## Exercise details
Scan the entries below. Return every line that includes "spectrum".

## Source records
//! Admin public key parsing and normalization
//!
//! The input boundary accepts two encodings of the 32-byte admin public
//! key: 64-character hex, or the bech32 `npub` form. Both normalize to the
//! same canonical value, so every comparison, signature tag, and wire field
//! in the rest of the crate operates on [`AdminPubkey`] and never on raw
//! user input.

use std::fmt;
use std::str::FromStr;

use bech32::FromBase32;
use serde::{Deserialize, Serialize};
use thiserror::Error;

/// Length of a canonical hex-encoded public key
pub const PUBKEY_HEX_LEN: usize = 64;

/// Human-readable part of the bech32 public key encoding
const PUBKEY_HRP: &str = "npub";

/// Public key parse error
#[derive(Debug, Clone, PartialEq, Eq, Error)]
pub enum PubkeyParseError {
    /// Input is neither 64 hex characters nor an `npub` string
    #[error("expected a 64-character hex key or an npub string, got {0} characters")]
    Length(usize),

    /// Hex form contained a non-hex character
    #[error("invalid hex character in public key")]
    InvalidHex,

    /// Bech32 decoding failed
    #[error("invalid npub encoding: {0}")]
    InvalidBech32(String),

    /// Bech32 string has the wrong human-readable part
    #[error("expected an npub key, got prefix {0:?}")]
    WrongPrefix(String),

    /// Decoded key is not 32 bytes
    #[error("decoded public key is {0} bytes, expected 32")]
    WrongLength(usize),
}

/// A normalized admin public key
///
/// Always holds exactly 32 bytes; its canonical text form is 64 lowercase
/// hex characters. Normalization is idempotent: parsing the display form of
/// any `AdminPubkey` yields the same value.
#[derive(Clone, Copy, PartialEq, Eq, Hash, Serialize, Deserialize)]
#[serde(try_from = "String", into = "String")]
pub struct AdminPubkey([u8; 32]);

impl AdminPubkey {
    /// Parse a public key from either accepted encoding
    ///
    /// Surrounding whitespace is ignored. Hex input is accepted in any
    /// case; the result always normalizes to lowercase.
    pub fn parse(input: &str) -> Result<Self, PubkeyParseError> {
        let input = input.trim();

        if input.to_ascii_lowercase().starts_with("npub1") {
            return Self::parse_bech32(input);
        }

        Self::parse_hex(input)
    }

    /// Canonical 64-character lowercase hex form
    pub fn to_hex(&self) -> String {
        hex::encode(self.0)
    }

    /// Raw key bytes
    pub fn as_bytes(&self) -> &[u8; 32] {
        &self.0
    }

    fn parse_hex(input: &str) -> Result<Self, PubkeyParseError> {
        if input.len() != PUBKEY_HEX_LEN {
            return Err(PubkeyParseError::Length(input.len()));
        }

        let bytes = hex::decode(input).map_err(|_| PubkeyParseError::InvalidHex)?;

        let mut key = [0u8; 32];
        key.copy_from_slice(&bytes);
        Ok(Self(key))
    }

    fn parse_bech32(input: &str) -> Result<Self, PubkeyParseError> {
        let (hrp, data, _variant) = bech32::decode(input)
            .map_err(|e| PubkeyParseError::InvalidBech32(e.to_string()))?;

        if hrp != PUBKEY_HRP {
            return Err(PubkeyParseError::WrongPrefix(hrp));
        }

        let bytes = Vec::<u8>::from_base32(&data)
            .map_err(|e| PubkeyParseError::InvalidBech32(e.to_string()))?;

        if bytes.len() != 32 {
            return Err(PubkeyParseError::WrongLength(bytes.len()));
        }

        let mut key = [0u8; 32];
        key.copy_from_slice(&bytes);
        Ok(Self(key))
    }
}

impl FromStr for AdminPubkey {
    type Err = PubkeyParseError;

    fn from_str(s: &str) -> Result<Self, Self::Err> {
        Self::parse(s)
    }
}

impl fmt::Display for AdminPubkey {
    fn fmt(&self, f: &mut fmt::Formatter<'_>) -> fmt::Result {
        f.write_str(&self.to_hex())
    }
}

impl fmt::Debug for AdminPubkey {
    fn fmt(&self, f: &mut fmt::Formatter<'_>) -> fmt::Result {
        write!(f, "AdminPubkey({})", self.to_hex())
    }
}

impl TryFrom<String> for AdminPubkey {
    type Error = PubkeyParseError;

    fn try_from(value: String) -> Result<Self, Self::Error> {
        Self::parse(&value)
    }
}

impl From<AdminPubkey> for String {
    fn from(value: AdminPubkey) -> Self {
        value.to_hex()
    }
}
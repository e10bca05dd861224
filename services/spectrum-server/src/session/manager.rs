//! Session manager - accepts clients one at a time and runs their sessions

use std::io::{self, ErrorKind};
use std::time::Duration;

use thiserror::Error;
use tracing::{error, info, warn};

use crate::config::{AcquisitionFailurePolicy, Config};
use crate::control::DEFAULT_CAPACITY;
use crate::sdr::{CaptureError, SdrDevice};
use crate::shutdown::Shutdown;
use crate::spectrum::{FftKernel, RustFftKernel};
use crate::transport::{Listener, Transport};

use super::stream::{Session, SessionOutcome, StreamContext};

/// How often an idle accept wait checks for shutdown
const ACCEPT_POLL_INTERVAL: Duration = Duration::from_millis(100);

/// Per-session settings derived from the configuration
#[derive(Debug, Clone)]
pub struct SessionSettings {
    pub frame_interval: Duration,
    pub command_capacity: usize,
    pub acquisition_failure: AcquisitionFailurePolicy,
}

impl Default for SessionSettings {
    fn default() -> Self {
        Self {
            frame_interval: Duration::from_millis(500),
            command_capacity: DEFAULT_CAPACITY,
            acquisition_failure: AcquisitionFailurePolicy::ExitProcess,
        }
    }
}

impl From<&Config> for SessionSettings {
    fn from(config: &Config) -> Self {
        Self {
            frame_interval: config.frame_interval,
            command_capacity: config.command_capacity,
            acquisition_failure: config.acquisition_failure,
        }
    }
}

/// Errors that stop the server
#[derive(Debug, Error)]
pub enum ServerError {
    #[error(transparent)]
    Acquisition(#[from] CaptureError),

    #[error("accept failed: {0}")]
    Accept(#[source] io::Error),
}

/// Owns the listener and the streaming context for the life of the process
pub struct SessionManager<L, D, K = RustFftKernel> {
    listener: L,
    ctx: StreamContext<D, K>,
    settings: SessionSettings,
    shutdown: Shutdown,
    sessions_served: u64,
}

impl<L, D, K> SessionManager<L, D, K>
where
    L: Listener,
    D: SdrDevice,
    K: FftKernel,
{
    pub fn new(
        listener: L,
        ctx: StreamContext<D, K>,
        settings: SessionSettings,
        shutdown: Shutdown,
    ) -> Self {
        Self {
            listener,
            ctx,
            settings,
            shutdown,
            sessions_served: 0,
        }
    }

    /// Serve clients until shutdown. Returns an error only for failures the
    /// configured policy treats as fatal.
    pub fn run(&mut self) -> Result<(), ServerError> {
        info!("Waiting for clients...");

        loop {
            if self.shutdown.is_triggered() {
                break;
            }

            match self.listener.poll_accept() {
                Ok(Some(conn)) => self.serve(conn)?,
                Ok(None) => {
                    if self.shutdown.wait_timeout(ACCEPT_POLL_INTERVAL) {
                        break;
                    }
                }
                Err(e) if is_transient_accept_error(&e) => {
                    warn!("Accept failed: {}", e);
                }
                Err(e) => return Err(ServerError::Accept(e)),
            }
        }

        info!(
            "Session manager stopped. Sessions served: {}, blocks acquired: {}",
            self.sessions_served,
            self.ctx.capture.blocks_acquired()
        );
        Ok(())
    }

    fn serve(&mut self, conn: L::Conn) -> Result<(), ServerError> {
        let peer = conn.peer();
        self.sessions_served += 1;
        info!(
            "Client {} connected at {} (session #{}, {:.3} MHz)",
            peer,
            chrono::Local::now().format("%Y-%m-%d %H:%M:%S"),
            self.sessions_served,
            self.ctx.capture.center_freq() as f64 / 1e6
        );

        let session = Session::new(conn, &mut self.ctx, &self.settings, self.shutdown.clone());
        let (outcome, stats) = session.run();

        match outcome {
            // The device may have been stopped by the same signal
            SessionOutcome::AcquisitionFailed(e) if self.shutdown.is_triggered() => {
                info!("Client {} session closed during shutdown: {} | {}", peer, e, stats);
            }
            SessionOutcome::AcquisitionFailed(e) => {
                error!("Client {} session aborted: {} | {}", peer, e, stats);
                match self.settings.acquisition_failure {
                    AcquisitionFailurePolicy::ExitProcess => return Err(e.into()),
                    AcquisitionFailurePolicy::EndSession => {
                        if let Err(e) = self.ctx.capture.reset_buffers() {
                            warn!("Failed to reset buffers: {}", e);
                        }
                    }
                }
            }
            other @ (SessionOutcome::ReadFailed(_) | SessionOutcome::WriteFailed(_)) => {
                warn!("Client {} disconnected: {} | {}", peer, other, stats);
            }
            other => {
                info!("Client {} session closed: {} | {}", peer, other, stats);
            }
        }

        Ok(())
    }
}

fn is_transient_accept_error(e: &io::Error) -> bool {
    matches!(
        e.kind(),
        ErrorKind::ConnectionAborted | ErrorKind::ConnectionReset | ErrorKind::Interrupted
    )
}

## Answer space
filename services/spectrum-server/src/session/manager.rs
use crate::spectrum::{FftKernel, RustFftKernel};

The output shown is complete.